[Code of Federal Regulations]
[Title 42, Volume 3]
[Revised as of October 1, 2002]
From the U.S. Government Printing Office via GPO Access
[CITE: 42CFR476.90]

[Page 453]
 
                         TITLE 42--PUBLIC HEALTH
 
  CHAPTER IV--CENTERS FOR MEDICARE & MEDICAID SERVICES, DEPARTMENT OF 
                 HEALTH AND HUMAN SERVICES--(Continued)
 
PART 476--UTILIZATION AND QUALITY CONTROL REVIEW--Table of Contents
 
 Subpart C--Review Responsibilities of Utilization and Quality Control 
                Quality Improvement Organizations (QIOs)
 
Sec. 476.90  Lack of cooperation by a health care facility or practitioner.

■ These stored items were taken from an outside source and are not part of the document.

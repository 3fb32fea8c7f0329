use std::ffi::{c_char, c_int};

use crate::boundary::{self, c_str, call};
use crate::registry::SlaveHandle;
use crate::slave::{LocalSlave, SLAVES};

/// Instantiate the model at `source` (a `builtin:<model>` URI or a path)
/// under `instance_name`.
///
/// # Safety
/// Both arguments must be null or NUL-terminated strings.
#[unsafe(no_mangle)]
pub unsafe extern "C" fn cosim_local_slave_create(source: *const c_char, instance_name: *const c_char) -> SlaveHandle {
    call(SlaveHandle::NULL, || {
        // SAFETY: forwarded caller contract.
        let (source, name) = unsafe { (c_str(source, "source")?, c_str(instance_name, "instanceName")?) };
        Ok(SLAVES.insert(LocalSlave::create(source, name)?))
    })
}

/// Release a slave handle.  An instance not yet added to an execution is
/// released with it; an added one belongs to its execution.
#[unsafe(no_mangle)]
pub extern "C" fn cosim_local_slave_destroy(slave: SlaveHandle) -> c_int {
    boundary::status(|| SLAVES.remove(slave).map(drop))
}
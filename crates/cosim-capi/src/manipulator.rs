//! Manipulator handles, with the same capability checks as observers.

use std::sync::atomic::{AtomicBool, Ordering};
use std::sync::{Arc, LazyLock};

use cosim_core::{CosimError, CosimResult};
use cosim_engine::{Manipulator, OverrideManipulator, ScenarioManager};

use crate::registry::{HandleRegistry, ManipulatorHandle};

pub static MANIPULATORS: LazyLock<HandleRegistry<ManipulatorHandle, ManipulatorObject>> =
    LazyLock::new(HandleRegistry::new);

pub struct ManipulatorObject {
    manipulator: Arc<dyn Manipulator>,
    attached:    AtomicBool,
}

impl ManipulatorObject {
    pub fn new(manipulator: Arc<dyn Manipulator>) -> Self {
        Self { manipulator, attached: AtomicBool::new(false) }
    }

    pub fn attach(&self) -> CosimResult<Arc<dyn Manipulator>> {
        if self.attached.swap(true, Ordering::AcqRel) {
            return Err(CosimError::InvalidArgument(
                "the manipulator has already been added to an execution".into(),
            ));
        }
        Ok(self.manipulator.clone())
    }

    pub fn overrides(&self) -> CosimResult<&OverrideManipulator> {
        self.manipulator
            .as_override()
            .ok_or_else(|| CosimError::InvalidArgument("Invalid manipulator!".into()))
    }

    pub fn scenario_manager(&self) -> CosimResult<&ScenarioManager> {
        self.manipulator.as_scenario_manager().ok_or_else(|| {
            CosimError::InvalidArgument(
                "Invalid manipulator! The provided manipulator must be a scenario_manager.".into(),
            )
        })
    }
}
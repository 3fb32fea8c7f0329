//! Algorithm handles.  The algorithm stays shared with every execution
//! created from it, so power bonds may be added afterwards.

use std::sync::{Arc, LazyLock};

use parking_lot::Mutex;

use cosim_core::{CosimError, CosimResult};
use cosim_engine::{EccoAlgorithm, FixedStepAlgorithm, SharedAlgorithm};

use crate::registry::{AlgorithmHandle, HandleRegistry};

pub static ALGORITHMS: LazyLock<HandleRegistry<AlgorithmHandle, AlgorithmObject>> =
    LazyLock::new(HandleRegistry::new);

pub enum AlgorithmObject {
    FixedStep(Arc<Mutex<FixedStepAlgorithm>>),
    Ecco(Arc<Mutex<EccoAlgorithm>>),
}

impl AlgorithmObject {
    pub fn shared(&self) -> SharedAlgorithm {
        match self {
            AlgorithmObject::FixedStep(algo) => algo.clone(),
            AlgorithmObject::Ecco(algo) => algo.clone(),
        }
    }

    pub fn ecco(&self) -> CosimResult<&Arc<Mutex<EccoAlgorithm>>> {
        match self {
            AlgorithmObject::Ecco(algo) => Ok(algo),
            AlgorithmObject::FixedStep(_) => Err(CosimError::InvalidArgument(
                "Invalid algorithm! The provided algorithm must be an ecco_algorithm.".into(),
            )),
        }
    }
}
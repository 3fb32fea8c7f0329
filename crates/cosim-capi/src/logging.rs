//! Console logging for C hosts.
//!
//! Nothing is installed until [`setup_simple_console_logging`] is called;
//! a host with its own `tracing` subscriber simply never calls it.  The
//! output level may be set before or after setup.

use std::sync::LazyLock;

use parking_lot::Mutex;
use tracing::Level;
use tracing::level_filters::LevelFilter;
use tracing_subscriber::filter::EnvFilter;
use tracing_subscriber::layer::SubscriberExt;
use tracing_subscriber::util::SubscriberInitExt;
use tracing_subscriber::{Registry, fmt, reload};

use cosim_core::{CosimError, CosimResult};

use crate::types::CosimLogSeverity;

/// Overrides the level with a full filter directive, e.g. `cosim_engine=debug`.
pub const LOG_ENV: &str = "COSIM_LOG";

struct Logging {
    level:  LevelFilter,
    handle: Option<reload::Handle<EnvFilter, Registry>>,
}

static LOGGING: LazyLock<Mutex<Logging>> =
    LazyLock::new(|| Mutex::new(Logging { level: LevelFilter::WARN, handle: None }));

pub fn level_filter(severity: CosimLogSeverity) -> LevelFilter {
    LevelFilter::from_level(match severity {
        CosimLogSeverity::Trace   => Level::TRACE,
        CosimLogSeverity::Debug   => Level::DEBUG,
        CosimLogSeverity::Info    => Level::INFO,
        CosimLogSeverity::Warning => Level::WARN,
        CosimLogSeverity::Error | CosimLogSeverity::Fatal => Level::ERROR,
    })
}

fn filter_for(level: LevelFilter) -> EnvFilter {
    EnvFilter::default().add_directive(level.into())
}

/// Install a stderr subscriber.  Idempotent.
pub fn setup_simple_console_logging() -> CosimResult<()> {
    let mut logging = LOGGING.lock();
    if logging.handle.is_some() {
        return Ok(());
    }
    let initial = EnvFilter::try_from_env(LOG_ENV).unwrap_or_else(|_| filter_for(logging.level));
    let (filter, handle) = reload::Layer::new(initial);
    tracing_subscriber::registry()
        .with(filter)
        .with(fmt::layer().with_writer(std::io::stderr).with_target(true))
        .try_init()
        .map_err(|e| CosimError::Unspecified(format!("cannot install console logging: {e}")))?;
    logging.handle = Some(handle);
    Ok(())
}

/// Change the output level, now if logging is set up, otherwise at setup.
pub fn set_output_level(severity: CosimLogSeverity) -> CosimResult<()> {
    let mut logging = LOGGING.lock();
    logging.level = level_filter(severity);
    if let Some(handle) = &logging.handle {
        handle
            .reload(filter_for(logging.level))
            .map_err(|e| CosimError::Unspecified(format!("cannot change the log level: {e}")))?;
    }
    Ok(())
}

pub fn output_level() -> LevelFilter {
    LOGGING.lock().level
}
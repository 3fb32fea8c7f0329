//! The `Slave` trait: one model instance taking part in a co-simulation.

use cosim_core::{
    CosimError, CosimResult, Duration, ModelDescription, ScalarValue, TimePoint, ValueReference,
    VariableType,
};

/// Result of asking a slave to advance one macro step.
#[derive(Copy, Clone, PartialEq, Eq, Debug)]
pub enum StepOutcome {
    /// The slave reached `current + step`.
    Complete,
    /// The slave refused the step because it was too long; its state is
    /// unchanged.
    Discarded,
}

/// A model instance driven by an execution.
///
/// Getters take `&self` so observers can read values through a shared
/// reference while the execution owns the instance.  Batch getters fill
/// `out` element-wise and must fail, without partial effects visible to the
/// caller's logic, when a reference is unknown.
pub trait Slave: Send {
    fn model_description(&self) -> &ModelDescription;

    /// Called once before the first step.
    fn setup(&mut self, _start: TimePoint, _stop: Option<TimePoint>) -> CosimResult<()> {
        Ok(())
    }

    /// Called after initial values are applied and before the first step.
    fn start_simulation(&mut self) -> CosimResult<()> {
        Ok(())
    }

    fn end_simulation(&mut self) -> CosimResult<()> {
        Ok(())
    }

    fn do_step(&mut self, current: TimePoint, step: Duration) -> CosimResult<StepOutcome>;

    fn get_real(&self, refs: &[ValueReference], out: &mut [f64]) -> CosimResult<()>;
    fn get_integer(&self, refs: &[ValueReference], out: &mut [i32]) -> CosimResult<()>;
    fn get_boolean(&self, refs: &[ValueReference], out: &mut [bool]) -> CosimResult<()>;
    fn get_string(&self, refs: &[ValueReference], out: &mut [String]) -> CosimResult<()>;

    fn set_real(&mut self, refs: &[ValueReference], values: &[f64]) -> CosimResult<()>;
    fn set_integer(&mut self, refs: &[ValueReference], values: &[i32]) -> CosimResult<()>;
    fn set_boolean(&mut self, refs: &[ValueReference], values: &[bool]) -> CosimResult<()>;
    fn set_string(&mut self, refs: &[ValueReference], values: &[String]) -> CosimResult<()>;

    /// Read one variable as a kind-tagged value.
    fn get_value(&self, kind: VariableType, reference: ValueReference) -> CosimResult<ScalarValue> {
        let refs = [reference];
        Ok(match kind {
            VariableType::Real => {
                let mut v = [0.0];
                self.get_real(&refs, &mut v)?;
                ScalarValue::Real(v[0])
            }
            VariableType::Integer => {
                let mut v = [0];
                self.get_integer(&refs, &mut v)?;
                ScalarValue::Integer(v[0])
            }
            VariableType::Boolean => {
                let mut v = [false];
                self.get_boolean(&refs, &mut v)?;
                ScalarValue::Boolean(v[0])
            }
            VariableType::String => {
                let mut v = [String::new()];
                self.get_string(&refs, &mut v)?;
                ScalarValue::String(std::mem::take(&mut v[0]))
            }
        })
    }

    /// Write one kind-tagged value.
    fn set_value(&mut self, reference: ValueReference, value: &ScalarValue) -> CosimResult<()> {
        let refs = [reference];
        match value {
            ScalarValue::Real(v)    => self.set_real(&refs, &[*v]),
            ScalarValue::Integer(v) => self.set_integer(&refs, &[*v]),
            ScalarValue::Boolean(v) => self.set_boolean(&refs, &[*v]),
            ScalarValue::String(v)  => self.set_string(&refs, std::slice::from_ref(v)),
        }
    }
}

/// Fail unless `refs` and the value buffer have the same length.
pub fn check_lengths(refs: usize, values: usize) -> CosimResult<()> {
    if refs == values {
        Ok(())
    } else {
        Err(CosimError::InvalidArgument(format!(
            "{refs} value references but {values} values"
        )))
    }
}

    (a) If a health care facility or practitioner refuses to allow a QIO 
to enter and perform the duties and functions required under its 
contract with CMS, the QIO may--
    (1) Determine that the health care facility or practitioner has 
failed to comply with the requirements of Sec. 474.30(c) of this chapter 
and report the matter to the HHS Inspector General; or
    (2) Issue initial denial determinations for those claims it is 
unable to review, make the determination that financial liability will 
be assigned to the health care facility, and report the matter to the 
HHS Inspector General.
    (b) If a QIO provides a facility with sufficient notice and a 
reasonable amount of time to respond to a request for information about 
a claim, and if the facility does not respond in a timely manner, the 
QIO will deny the claim.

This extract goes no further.